Your objective:
Pull every line that includes the word "them" from the data.

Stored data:

"""

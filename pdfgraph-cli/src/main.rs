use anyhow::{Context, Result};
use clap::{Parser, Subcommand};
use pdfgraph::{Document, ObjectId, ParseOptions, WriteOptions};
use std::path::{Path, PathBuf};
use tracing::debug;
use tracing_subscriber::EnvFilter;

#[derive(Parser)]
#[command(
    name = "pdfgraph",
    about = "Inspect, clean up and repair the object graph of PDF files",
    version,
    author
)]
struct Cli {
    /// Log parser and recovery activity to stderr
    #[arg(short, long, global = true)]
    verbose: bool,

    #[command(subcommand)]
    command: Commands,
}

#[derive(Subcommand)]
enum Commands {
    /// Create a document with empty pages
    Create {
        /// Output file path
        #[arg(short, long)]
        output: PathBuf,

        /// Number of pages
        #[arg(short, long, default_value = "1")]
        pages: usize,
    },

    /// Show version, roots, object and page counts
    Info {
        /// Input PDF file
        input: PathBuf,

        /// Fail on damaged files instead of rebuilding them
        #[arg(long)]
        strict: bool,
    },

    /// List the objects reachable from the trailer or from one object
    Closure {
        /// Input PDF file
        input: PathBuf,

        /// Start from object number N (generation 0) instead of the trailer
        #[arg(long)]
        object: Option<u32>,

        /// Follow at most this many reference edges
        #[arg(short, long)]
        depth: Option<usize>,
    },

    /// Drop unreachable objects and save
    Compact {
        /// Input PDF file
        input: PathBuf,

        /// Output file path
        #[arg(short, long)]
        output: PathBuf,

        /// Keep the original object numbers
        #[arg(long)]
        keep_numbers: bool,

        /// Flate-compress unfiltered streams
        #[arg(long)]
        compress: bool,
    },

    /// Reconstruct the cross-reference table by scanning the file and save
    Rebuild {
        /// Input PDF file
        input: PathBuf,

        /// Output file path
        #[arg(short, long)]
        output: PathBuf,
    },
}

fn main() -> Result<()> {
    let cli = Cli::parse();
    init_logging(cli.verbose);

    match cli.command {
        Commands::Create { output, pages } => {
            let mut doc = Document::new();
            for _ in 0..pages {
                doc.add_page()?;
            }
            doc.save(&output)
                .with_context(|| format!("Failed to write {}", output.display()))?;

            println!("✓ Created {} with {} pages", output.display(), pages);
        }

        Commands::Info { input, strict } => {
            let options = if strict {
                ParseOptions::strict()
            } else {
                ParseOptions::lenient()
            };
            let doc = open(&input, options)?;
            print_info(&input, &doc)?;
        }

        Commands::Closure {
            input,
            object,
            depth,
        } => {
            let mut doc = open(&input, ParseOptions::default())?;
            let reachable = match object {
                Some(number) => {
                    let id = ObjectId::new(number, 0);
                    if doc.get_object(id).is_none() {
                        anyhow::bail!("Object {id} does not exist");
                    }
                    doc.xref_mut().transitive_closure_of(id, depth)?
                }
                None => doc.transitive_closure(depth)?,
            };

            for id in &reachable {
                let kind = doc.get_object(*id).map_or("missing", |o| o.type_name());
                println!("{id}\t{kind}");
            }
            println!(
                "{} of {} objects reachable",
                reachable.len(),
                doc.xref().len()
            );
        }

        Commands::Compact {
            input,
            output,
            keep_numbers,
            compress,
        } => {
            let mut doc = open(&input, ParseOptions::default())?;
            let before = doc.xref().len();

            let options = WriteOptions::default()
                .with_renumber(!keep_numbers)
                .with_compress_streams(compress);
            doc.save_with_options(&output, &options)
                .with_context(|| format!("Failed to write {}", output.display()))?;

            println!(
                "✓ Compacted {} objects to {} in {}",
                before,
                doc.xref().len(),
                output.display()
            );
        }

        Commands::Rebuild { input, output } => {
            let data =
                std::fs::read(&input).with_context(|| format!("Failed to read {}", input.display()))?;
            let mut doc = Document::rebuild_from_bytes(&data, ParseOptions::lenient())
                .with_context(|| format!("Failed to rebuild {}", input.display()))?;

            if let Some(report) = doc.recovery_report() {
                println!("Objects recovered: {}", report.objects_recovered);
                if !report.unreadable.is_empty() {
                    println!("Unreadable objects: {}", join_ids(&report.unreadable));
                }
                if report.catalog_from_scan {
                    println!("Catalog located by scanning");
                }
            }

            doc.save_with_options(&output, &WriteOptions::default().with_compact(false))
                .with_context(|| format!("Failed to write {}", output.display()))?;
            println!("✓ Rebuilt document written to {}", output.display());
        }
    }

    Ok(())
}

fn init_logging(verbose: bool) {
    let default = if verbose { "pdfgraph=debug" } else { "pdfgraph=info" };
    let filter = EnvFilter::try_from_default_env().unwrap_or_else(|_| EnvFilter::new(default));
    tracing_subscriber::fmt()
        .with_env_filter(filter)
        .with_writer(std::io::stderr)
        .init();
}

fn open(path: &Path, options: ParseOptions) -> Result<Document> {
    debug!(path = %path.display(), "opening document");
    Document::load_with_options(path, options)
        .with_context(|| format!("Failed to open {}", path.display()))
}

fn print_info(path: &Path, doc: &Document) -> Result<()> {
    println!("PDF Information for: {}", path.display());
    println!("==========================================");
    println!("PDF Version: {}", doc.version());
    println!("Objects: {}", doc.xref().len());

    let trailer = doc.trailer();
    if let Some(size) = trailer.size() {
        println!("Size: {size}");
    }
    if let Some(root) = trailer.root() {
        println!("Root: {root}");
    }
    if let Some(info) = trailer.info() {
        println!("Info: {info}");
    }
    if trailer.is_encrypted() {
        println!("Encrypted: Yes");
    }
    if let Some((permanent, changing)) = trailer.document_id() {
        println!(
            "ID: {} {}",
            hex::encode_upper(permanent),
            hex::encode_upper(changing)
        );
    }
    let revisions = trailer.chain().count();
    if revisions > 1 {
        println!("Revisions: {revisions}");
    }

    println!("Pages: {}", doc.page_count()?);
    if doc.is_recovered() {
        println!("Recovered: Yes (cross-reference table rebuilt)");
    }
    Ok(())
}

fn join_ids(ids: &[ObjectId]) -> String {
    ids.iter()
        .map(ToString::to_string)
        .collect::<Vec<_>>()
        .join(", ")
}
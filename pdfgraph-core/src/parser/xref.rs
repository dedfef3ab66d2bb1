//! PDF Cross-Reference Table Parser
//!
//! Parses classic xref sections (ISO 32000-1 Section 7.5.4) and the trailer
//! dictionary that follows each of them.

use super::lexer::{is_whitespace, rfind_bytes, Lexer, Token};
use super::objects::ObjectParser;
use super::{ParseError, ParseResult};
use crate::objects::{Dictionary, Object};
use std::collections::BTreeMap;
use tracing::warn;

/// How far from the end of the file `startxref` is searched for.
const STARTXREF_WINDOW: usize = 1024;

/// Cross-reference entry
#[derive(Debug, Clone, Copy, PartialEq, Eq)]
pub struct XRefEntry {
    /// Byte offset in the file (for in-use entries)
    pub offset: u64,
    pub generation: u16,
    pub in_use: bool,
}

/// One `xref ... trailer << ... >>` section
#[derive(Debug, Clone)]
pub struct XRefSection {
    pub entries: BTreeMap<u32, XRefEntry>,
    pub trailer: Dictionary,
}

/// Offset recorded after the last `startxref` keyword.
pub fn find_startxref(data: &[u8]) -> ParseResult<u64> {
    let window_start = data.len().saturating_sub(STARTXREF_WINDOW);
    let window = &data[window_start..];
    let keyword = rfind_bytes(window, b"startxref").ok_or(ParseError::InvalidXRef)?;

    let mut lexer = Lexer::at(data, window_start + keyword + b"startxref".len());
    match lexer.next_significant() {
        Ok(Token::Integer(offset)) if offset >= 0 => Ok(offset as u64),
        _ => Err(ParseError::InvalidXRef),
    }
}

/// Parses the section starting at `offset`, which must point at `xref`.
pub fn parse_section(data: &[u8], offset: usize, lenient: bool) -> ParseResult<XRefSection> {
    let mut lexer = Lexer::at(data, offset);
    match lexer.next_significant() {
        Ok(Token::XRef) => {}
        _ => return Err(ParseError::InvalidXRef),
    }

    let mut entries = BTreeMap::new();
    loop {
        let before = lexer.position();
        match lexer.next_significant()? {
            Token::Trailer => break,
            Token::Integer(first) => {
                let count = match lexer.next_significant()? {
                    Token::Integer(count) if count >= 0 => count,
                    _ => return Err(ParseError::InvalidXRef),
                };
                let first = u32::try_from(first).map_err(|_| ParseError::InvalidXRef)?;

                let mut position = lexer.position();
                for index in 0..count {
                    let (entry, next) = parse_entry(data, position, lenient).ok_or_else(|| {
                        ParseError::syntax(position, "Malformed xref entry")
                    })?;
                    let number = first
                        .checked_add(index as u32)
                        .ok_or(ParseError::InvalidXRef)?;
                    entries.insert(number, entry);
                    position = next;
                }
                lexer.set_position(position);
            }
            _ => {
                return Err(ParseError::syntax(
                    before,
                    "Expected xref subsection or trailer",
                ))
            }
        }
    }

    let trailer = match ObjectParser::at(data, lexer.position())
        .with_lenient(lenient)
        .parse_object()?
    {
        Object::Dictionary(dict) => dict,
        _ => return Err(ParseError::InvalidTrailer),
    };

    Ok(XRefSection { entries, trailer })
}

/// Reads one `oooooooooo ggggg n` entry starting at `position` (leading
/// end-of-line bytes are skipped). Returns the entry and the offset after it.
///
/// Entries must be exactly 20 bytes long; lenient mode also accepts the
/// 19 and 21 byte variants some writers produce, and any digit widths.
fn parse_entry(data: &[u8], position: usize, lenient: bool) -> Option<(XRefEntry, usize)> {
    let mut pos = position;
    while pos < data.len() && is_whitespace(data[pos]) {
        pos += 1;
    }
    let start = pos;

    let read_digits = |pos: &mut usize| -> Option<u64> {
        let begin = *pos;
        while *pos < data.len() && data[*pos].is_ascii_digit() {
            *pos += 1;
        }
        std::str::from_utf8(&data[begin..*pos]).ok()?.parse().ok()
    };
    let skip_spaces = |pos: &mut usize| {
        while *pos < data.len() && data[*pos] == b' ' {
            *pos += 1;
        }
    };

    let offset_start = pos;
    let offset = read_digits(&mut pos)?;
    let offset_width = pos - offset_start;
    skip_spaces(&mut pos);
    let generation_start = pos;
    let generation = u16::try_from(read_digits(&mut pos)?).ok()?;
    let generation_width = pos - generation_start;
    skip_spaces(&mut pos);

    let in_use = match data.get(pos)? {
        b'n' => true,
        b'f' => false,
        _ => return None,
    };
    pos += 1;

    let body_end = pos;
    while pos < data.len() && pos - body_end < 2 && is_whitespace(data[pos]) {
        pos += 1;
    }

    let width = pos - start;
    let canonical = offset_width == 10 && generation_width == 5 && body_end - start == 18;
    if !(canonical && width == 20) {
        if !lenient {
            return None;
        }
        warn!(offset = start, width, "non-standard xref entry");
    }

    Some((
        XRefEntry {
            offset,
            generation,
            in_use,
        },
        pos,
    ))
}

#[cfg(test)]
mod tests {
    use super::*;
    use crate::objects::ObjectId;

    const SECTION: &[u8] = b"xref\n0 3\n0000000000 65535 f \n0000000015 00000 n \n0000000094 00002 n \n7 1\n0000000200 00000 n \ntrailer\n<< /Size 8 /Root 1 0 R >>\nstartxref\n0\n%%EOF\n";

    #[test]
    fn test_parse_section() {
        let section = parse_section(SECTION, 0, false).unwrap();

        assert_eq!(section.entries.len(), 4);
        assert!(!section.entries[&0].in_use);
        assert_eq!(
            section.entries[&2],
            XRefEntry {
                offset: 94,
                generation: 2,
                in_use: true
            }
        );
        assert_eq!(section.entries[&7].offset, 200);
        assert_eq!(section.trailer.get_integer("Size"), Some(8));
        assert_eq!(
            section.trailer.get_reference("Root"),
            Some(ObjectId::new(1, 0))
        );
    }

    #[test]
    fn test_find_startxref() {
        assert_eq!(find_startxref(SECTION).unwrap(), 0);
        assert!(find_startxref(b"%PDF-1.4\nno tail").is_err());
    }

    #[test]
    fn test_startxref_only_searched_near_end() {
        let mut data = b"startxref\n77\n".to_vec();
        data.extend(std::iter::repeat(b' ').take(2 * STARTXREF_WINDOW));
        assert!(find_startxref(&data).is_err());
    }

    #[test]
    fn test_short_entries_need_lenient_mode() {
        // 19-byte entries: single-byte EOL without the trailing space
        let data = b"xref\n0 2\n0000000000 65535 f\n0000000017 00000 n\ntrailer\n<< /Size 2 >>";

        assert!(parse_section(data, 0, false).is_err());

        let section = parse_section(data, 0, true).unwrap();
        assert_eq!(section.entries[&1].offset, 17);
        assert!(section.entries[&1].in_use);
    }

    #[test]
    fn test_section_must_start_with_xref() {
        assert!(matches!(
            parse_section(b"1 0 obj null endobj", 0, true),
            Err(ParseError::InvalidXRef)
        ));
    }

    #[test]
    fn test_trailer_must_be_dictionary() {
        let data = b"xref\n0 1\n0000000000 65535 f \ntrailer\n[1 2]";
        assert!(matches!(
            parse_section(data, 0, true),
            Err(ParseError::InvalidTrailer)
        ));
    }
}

"""

Answer box:
        /// Fail on damaged files instead of rebuilding them
//! dictionary that follows each of them.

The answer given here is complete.